### What the task asks
Copy each line of the records below that has "floor" in it.

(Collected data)

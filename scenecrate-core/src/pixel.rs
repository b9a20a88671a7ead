//! Colors, pixels and the surfaces they are written to

use serde::{Deserialize, Serialize};

/// An RGBA color with 8 bits per channel
#[derive(Debug, Clone, Copy, PartialEq, Eq, Hash, Serialize, Deserialize)]
pub struct Color {
    pub r: u8,
    pub g: u8,
    pub b: u8,
    pub a: u8,
}

impl Color {
    pub const BLACK: Color = Color::rgb(0, 0, 0);
    pub const WHITE: Color = Color::rgb(255, 255, 255);
    pub const RED: Color = Color::rgb(255, 0, 0);
    pub const GREEN: Color = Color::rgb(0, 255, 0);
    pub const BLUE: Color = Color::rgb(0, 0, 255);
    pub const TRANSPARENT: Color = Color::rgba(0, 0, 0, 0);

    pub const fn rgb(r: u8, g: u8, b: u8) -> Self {
        Self { r, g, b, a: 255 }
    }

    pub const fn rgba(r: u8, g: u8, b: u8, a: u8) -> Self {
        Self { r, g, b, a }
    }
}

impl Default for Color {
    fn default() -> Self {
        Color::WHITE
    }
}

impl From<[u8; 3]> for Color {
    fn from([r, g, b]: [u8; 3]) -> Self {
        Color::rgb(r, g, b)
    }
}

impl From<[u8; 4]> for Color {
    fn from([r, g, b, a]: [u8; 4]) -> Self {
        Color::rgba(r, g, b, a)
    }
}

/// A colored sample in image space.
///
/// Coordinates are not yet discretized; turning them into a cell is up to the sink.
#[derive(Debug, Clone, Copy, PartialEq)]
pub struct Pixel {
    pub x: f64,
    pub y: f64,
    pub color: Color,
}

impl Pixel {
    pub fn new(x: f64, y: f64, color: Color) -> Self {
        Self { x, y, color }
    }

    /// The integer cell this pixel falls into (`floor` of both coordinates)
    pub fn cell(&self) -> (i64, i64) {
        (self.x.floor() as i64, self.y.floor() as i64)
    }
}

/// The pixel surface back end a frame is drawn onto.
///
/// Image space has its origin at the top-left corner, x grows right and y grows
/// down. Pixels outside `width x height` are dropped silently by the sink.
pub trait PixelSink {
    fn put(&mut self, pixel: Pixel);

    fn width(&self) -> u32;

    fn height(&self) -> u32;

    fn clear(&mut self, color: Color);
}

/// An in-memory RGBA surface
#[derive(Debug, Clone)]
pub struct Framebuffer {
    width: u32,
    height: u32,
    background: Color,
    cells: Vec<Color>,
}

impl Framebuffer {
    /// Create a surface cleared to transparent black
    pub fn new(width: u32, height: u32) -> Self {
        Self {
            width,
            height,
            background: Color::TRANSPARENT,
            cells: vec![Color::TRANSPARENT; width as usize * height as usize],
        }
    }

    fn index(&self, x: i64, y: i64) -> Option<usize> {
        if x < 0 || y < 0 || x >= self.width as i64 || y >= self.height as i64 {
            return None;
        }
        Some(y as usize * self.width as usize + x as usize)
    }

    /// The color at cell `(x, y)`, or `None` outside the surface
    pub fn get(&self, x: i64, y: i64) -> Option<Color> {
        self.index(x, y).map(|i| self.cells[i])
    }

    /// Cells whose color differs from the last clear color, in row-major order
    pub fn lit_pixels(&self) -> Vec<(u32, u32)> {
        self.cells
            .iter()
            .enumerate()
            .filter(|(_, c)| **c != self.background)
            .map(|(i, _)| ((i % self.width as usize) as u32, (i / self.width as usize) as u32))
            .collect()
    }

    /// Raw cell storage in row-major order
    pub fn as_slice(&self) -> &[Color] {
        &self.cells
    }
}

impl PixelSink for Framebuffer {
    fn put(&mut self, pixel: Pixel) {
        if !pixel.x.is_finite() || !pixel.y.is_finite() {
            return;
        }
        let (x, y) = pixel.cell();
        if let Some(i) = self.index(x, y) {
            self.cells[i] = pixel.color;
        }
    }

    fn width(&self) -> u32 {
        self.width
    }

    fn height(&self) -> u32 {
        self.height
    }

    fn clear(&mut self, color: Color) {
        self.background = color;
        self.cells.fill(color);
    }
}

### Completed exercise
    /// The integer cell this pixel falls into (`floor` of both coordinates)
        (self.x.floor() as i64, self.y.floor() as i64)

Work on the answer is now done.